The Just One Thing series from Dr Michael Mosley is a radio show on little ideas that might make a big difference to your life. This week he’s looking at Tai Chi, and seeing what difference 15 minutes a day can make.

Dr Mosely looks at the scientific evidence for Tai Chi being as effective as conventional exercise. It’s quite interesting. One study said Tai Chi was better than brisk walking, for example, which is something I’ve always wondered about. He also looks at Tai Chi’s effect on the brain.

Here’s the blurb

“If you’re looking to add more exercise into your lifestyle why not consider Tai Chi. It’s an ancient Chinese martial art – it’s sometimes called “meditation in motion”. It’s a series of different postures that gently flow into each other in slow movements. One of the big benefits to Tai Chi is that it can significantly enhance the activity of our immune system. And although it looks gentle, it can be a surprisingly good workout! Michael Mosley speaks to Dr.
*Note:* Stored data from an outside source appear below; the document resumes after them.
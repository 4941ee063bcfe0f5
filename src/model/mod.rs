//! Types that represent the core data model, such as `Bill` and `Draft`.
mod bill;
mod draft;
mod expense_type;
mod raw_text;
mod status;
mod user;

pub use bill::Bill;
pub use draft::{BillForm, Draft, NewBill, SelectedFile, DEFAULT_PCT};
pub use expense_type::ExpenseType;
pub use raw_text::RawText;
pub use status::Status;
pub use user::{User, UserType};
//! The two page controllers.
//!
//! Each user action is modelled as a pure function from the current state and the event payload
//! to a new state and a list of `Effect`s. The controller structs are thin: they call the store,
//! run the pure function and hand the effects to their `Surface`.

pub mod bills;
pub mod new_bill;

pub use bills::{display_bill, BillsController, DateFault, DisplayBill, EyeIcon, Listing};
pub use new_bill::{FileCheck, FileOutcome, NewBillController, ACCEPTED_MEDIA_TYPES};

use crate::routes::Route;
use crate::view::{Modal, Surface};
use serde::Serialize;

/// A side effect requested by a controller action.
#[derive(Debug, Clone, Eq, PartialEq, Serialize)]
#[serde(rename_all = "snake_case")]
pub enum Effect {
    Navigate(Route),
    OpenModal(Modal),
}

/// Performs `effects` against `surface`, in order.
pub(crate) fn apply(surface: &mut dyn Surface, effects: Vec<Effect>) {
    for effect in effects {
        match effect {
            Effect::Navigate(route) => surface.navigate(route),
            Effect::OpenModal(modal) => surface.open_modal(modal),
        }
    }
}
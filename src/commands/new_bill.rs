use crate::api::{self, Mode};
use crate::args::NewBillArgs;
use crate::commands::{session, Out};
use crate::controllers::{FileOutcome, NewBillController};
use crate::error::{Error, ErrorType, IntoResult};
use crate::model::{Bill, SelectedFile};
use crate::view::Surface;
use crate::{utils, Config, Result};
use anyhow::{anyhow, Context};
use tracing::debug;

/// Sends a new bill: the proof file in `args` is uploaded first, then the other fields are
/// submitted against the bill that the upload created.
///
/// # Errors
/// - Returns an `ErrorType::Validation` error if the file cannot be read or is not a jpg or png
///   image. Nothing is sent in that case.
/// - Returns the controller's error if the upload or the submission fails.
pub async fn new_bill(
    config: Config,
    mode: Mode,
    args: NewBillArgs,
    surface: Box<dyn Surface>,
) -> Result<Out<Bill>> {
    let session = session(&config).await?;
    let store = api::store(&config, session.as_ref(), mode).await?;
    let mut controller = NewBillController::new(store, surface, session);

    let path = args.file().to_string_lossy().to_string();
    let bytes = utils::read_bytes(args.file())
        .await
        .with_context(|| format!("Unable to read the proof file '{path}'"))
        .pub_result(ErrorType::Validation)?;
    let file = SelectedFile::new(path.as_str(), utils::media_type_for(&path), bytes);

    match controller.handle_change_file(file).await? {
        FileOutcome::Rejected { media_type } => {
            return Err(Error::new(
                ErrorType::Validation,
                anyhow!("The proof file must be a jpg or png image, '{path}' is {media_type}"),
            ));
        }
        FileOutcome::Uploaded { file_url, bill_id } => {
            debug!("Proof file for bill '{bill_id}' is at {file_url}");
        }
    }

    let bill = controller.handle_submit(args.form()).await?;
    Ok(Out::new(format!("Sent bill '{}'", bill.id()), bill))
}

#[cfg(test)]
mod tests {
    use super::*;
    use crate::model::{BillForm, ExpenseType};
    use crate::routes::Route;
    use crate::test::{RecordingSurface, TestEnv};
    use rust_decimal::Decimal;

    fn form() -> BillForm {
        BillForm {
            expense_type: "Transports".to_string(),
            name: "Vol Paris Londres".to_string(),
            date: "2022-04-22".to_string(),
            amount: "348".to_string(),
            vat: "70".to_string(),
            pct: "".to_string(),
            commentary: "".to_string(),
        }
    }

    #[tokio::test]
    async fn test_new_bill_in_test_mode() {
        let env = TestEnv::new().await;
        let file = env.dir().join("receipt.png");
        utils::write(&file, b"png").await.unwrap();
        let surface = RecordingSurface::default();

        let out = new_bill(
            env.config(),
            Mode::Test,
            NewBillArgs::new(&file, form()),
            Box::new(surface.clone()),
        )
        .await
        .unwrap();

        let bill = out.structure().unwrap();
        assert_eq!(bill.email(), "a@a");
        assert_eq!(bill.expense_type(), &ExpenseType::Transports);
        assert_eq!(bill.amount(), Some(Decimal::from(348)));
        assert_eq!(bill.pct(), Some(Decimal::from(20)));
        assert_eq!(bill.file_name(), Some("receipt.png"));
        assert_eq!(bill.status(), "pending");
        assert_eq!(surface.routes(), vec![Route::Bills]);
    }

    #[tokio::test]
    async fn test_new_bill_rejects_pdf() {
        let env = TestEnv::new().await;
        let file = env.dir().join("receipt.pdf");
        utils::write(&file, b"pdf").await.unwrap();
        let surface = RecordingSurface::default();

        let err = new_bill(
            env.config(),
            Mode::Test,
            NewBillArgs::new(&file, form()),
            Box::new(surface.clone()),
        )
        .await
        .unwrap_err();

        assert_eq!(err.kind(), ErrorType::Validation);
        assert!(err.message().contains("application/pdf"));
        assert!(surface.routes().is_empty());
    }

    #[tokio::test]
    async fn test_new_bill_missing_file() {
        let env = TestEnv::new().await;
        let err = new_bill(
            env.config(),
            Mode::Test,
            NewBillArgs::new(env.dir().join("nope.jpg"), form()),
            Box::new(RecordingSurface::default()),
        )
        .await
        .unwrap_err();
        assert_eq!(err.kind(), ErrorType::Validation);
    }

    #[tokio::test]
    async fn test_new_bill_requires_login() {
        let env = TestEnv::logged_out().await;
        let file = env.dir().join("receipt.jpg");
        utils::write(&file, b"jpg").await.unwrap();

        let err = new_bill(
            env.config(),
            Mode::Test,
            NewBillArgs::new(&file, form()),
            Box::new(RecordingSurface::default()),
        )
        .await
        .unwrap_err();
        assert_eq!(err.kind(), ErrorType::Session);
    }
}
Parco Siu from the University of Hong Kong, who has been studying the health benefits of Tai Chi for over a decade. His research has revealed that Tai Chi can lead to faster brain benefits than other exercises. He also found that Tai Chi was as effective as conventional exercise like moderate-intensity aerobic exercise or muscle strengthening activities for reducing body weight and visceral fat!”

Listen here. (15 minutes long).

2 thoughts on “Just one Thing – Dr Michael Mosley on Tai Chi (BBC Radio 4)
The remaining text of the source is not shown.